A cellphone of Osama bin Laden’s trusted courier recovered in the
U.S. raid last month that killed both men in Pakistan contained contacts
to a militant group that is a longtime asset of Pakistan’s intelligence
agency, The New York Times reported late Thursday.
In a story posted on the Times website, senior American officials and
others briefed on the findings said the discovery indicates bin Laden
used the group, Harakat-ul-Mujahedeen, as part of his support network
inside Pakistan.
It raises questions about whether the group and others
helped shelter and support the al-Qaida leader on behalf of Pakistan’s
spy agency.
The officials and analysts told the Times that Pakistan’s
intelligence agency had mentored Harakat and allowed it to operate in
Pakistan for at least 20 years.
In tracing the calls on the cellphone, U.S. analysts have determined
that Harakat commanders had called Pakistani intelligence officials, the
senior American officials said.
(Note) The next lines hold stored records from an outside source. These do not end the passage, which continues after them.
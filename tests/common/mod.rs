// tests/common/mod.rs
//
// Common fixture builders: tiny on-disk copies of every dataset layout.

#![allow(dead_code)]

use std::fs::{self, File};
use std::path::{Path, PathBuf};

use fewshot_loader::Opts;
use image::{GrayImage, Luma, Rgb, RgbImage};
use ndarray::{Array1, Array4};
use ndarray_npy::NpzWriter;

/// Options small enough for the fixtures below.
pub fn small_opts(root: &Path, dataset: &str) -> Opts {
    Opts {
        dataset: dataset.to_string(),
        data_root: root.to_path_buf(),
        im_size: 8,
        n_way: 2,
        k_shot: 1,
        k_query: 1,
        meta_batchsz_train: 6,
        meta_batchsz_test: 4,
        batch_sz: 2,
        classes_per_it_tr: 3,
        classes_per_it_val: 2,
        num_support_val: 1,
        num_query_val: 1,
        iterations: 5,
        seed: 7,
        ..Opts::default()
    }
}

fn shade(class: usize, i: usize) -> u8 {
    (class * 40 + i * 3).min(255) as u8
}

fn write_rgb(path: &Path, value: u8) {
    RgbImage::from_pixel(6, 5, Rgb([value, 255 - value, value / 2]))
        .save(path)
        .unwrap();
}

/// `miniImagenet/images/*.jpg` plus `train.csv` and `val.csv`.
pub fn mini_imagenet(root: &Path, classes: usize, per_class: usize) -> PathBuf {
    let dir = root.join("miniImagenet");
    let images = dir.join("images");
    fs::create_dir_all(&images).unwrap();

    for mode in ["train", "val"] {
        let mut index = String::from("filename,label\n");
        for c in 0..classes {
            for i in 0..per_class {
                let name = format!("{}_n{:02}_{:03}.jpg", mode, c, i);
                write_rgb(&images.join(&name), shade(c, i));
                index.push_str(&format!("{},n{:02}\n", name, c));
            }
        }
        fs::write(dir.join(format!("{}.csv", mode)), index).unwrap();
    }
    dir
}

/// `tier_imagenet/<mode>/<class>/*.png`
pub fn tiered_simple(root: &Path, classes: usize, per_class: usize) -> PathBuf {
    let dir = root.join("tier_imagenet");
    for mode in ["train", "val"] {
        for c in 0..classes {
            let class_dir = dir.join(mode).join(format!("n{:02}", c));
            fs::create_dir_all(&class_dir).unwrap();
            for i in 0..per_class {
                write_rgb(&class_dir.join(format!("{:03}.png", i)), shade(c, i));
            }
        }
    }
    dir
}

/// `tier_imagenet/<mode>_images.npz` with `images` and `labels`.
pub fn tiered_legacy(root: &Path, classes: usize, per_class: usize) -> PathBuf {
    let dir = root.join("tier_imagenet");
    fs::create_dir_all(&dir).unwrap();
    let n = classes * per_class;
    for mode in ["train", "val"] {
        let images = Array4::from_shape_fn((n, 4, 4, 3), |(i, y, x, ch)| {
            ((i * 7 + y * 5 + x * 3 + ch) % 256) as u8
        });
        // sparse label values, as in the original hierarchy ids
        let labels = Array1::from_shape_fn(n, |i| ((i / per_class) * 100 + 3) as i64);

        let mut npz = NpzWriter::new(File::create(dir.join(format!("{}_images.npz", mode))).unwrap());
        npz.add_array("images", &images).unwrap();
        npz.add_array("labels", &labels).unwrap();
        npz.finish().unwrap();
    }
    dir
}

/// `omniglot/splits/vinyals/<mode>.txt` and `omniglot/data/...png`.
///
/// `classes` gives the number of classes per split (train, val, test); each
/// character appears with rotation 0 and 90, so one character gives two classes.
pub fn omniglot(root: &Path, classes: [usize; 3], per_class: usize) -> PathBuf {
    let dir = root.join("omniglot");
    let splits = dir.join("splits").join("vinyals");
    fs::create_dir_all(&splits).unwrap();

    for (mode, count) in ["train", "val", "test"].into_iter().zip(classes) {
        let mut lines = String::new();
        for c in 0..count {
            let character = format!("Alphabet_{}/character{:02}", mode, c / 2);
            let rot = if c % 2 == 0 { "rot000" } else { "rot090" };
            lines.push_str(&format!("{}/{}\n", character, rot));

            let char_dir = dir.join("data").join(&character);
            fs::create_dir_all(&char_dir).unwrap();
            for i in 0..per_class {
                let path = char_dir.join(format!("{:02}.png", i));
                if !path.exists() {
                    GrayImage::from_pixel(10, 10, Luma([shade(c, i)])).save(&path).unwrap();
                }
            }
        }
        fs::write(splits.join(format!("{}.txt", mode)), lines).unwrap();
    }
    dir
}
One said they had met. The officials
added that the contacts were not necessarily about bin Laden and that
there was no “smoking gun” showing that Pakistan’s spy agency had
protected bin Laden.
Beyond providing leads about why bin Laden was able to live
comfortably for years in Abbottabad, a town dominated by the Pakistani
military just 35 miles from the capital city of Islamabad, the discovery
also may help shed light on bin Laden’s secret odyssey after he slipped
away from U.S. forces in the Tora Bora region of Afghanistan nearly 10
years ago.
Harakat has especially deep roots in the area around Abbottabad,
analysts familiar with the group told the Times. Its leaders have strong
ties with both al-Qaida and Pakistani intelligence, known as
Inter-Services Intelligence.
The senior American officials did not identify the commanders whose
numbers were in the courier’s cellphone but said the militants were in
South Waziristan, where al-Qaida and other groups had been based for
years. Harakat’s network would have allowed bin Laden to pass on
messages and money to Qaida members there and in other parts of
Pakistan’s tribal areas, analysts and officials said.
Bin Laden and his courier, Ibrahim Saeed Ahmed, was discovered by
U.S. intelligence through a chance interception of an Ahmed phone call.
That set in motion the secret CIA search of the Abbottabad region,
culminating with the May 2 raid by Navy SEALs that killed bin Laden,
Ahmed’s brother Abrar and two other people.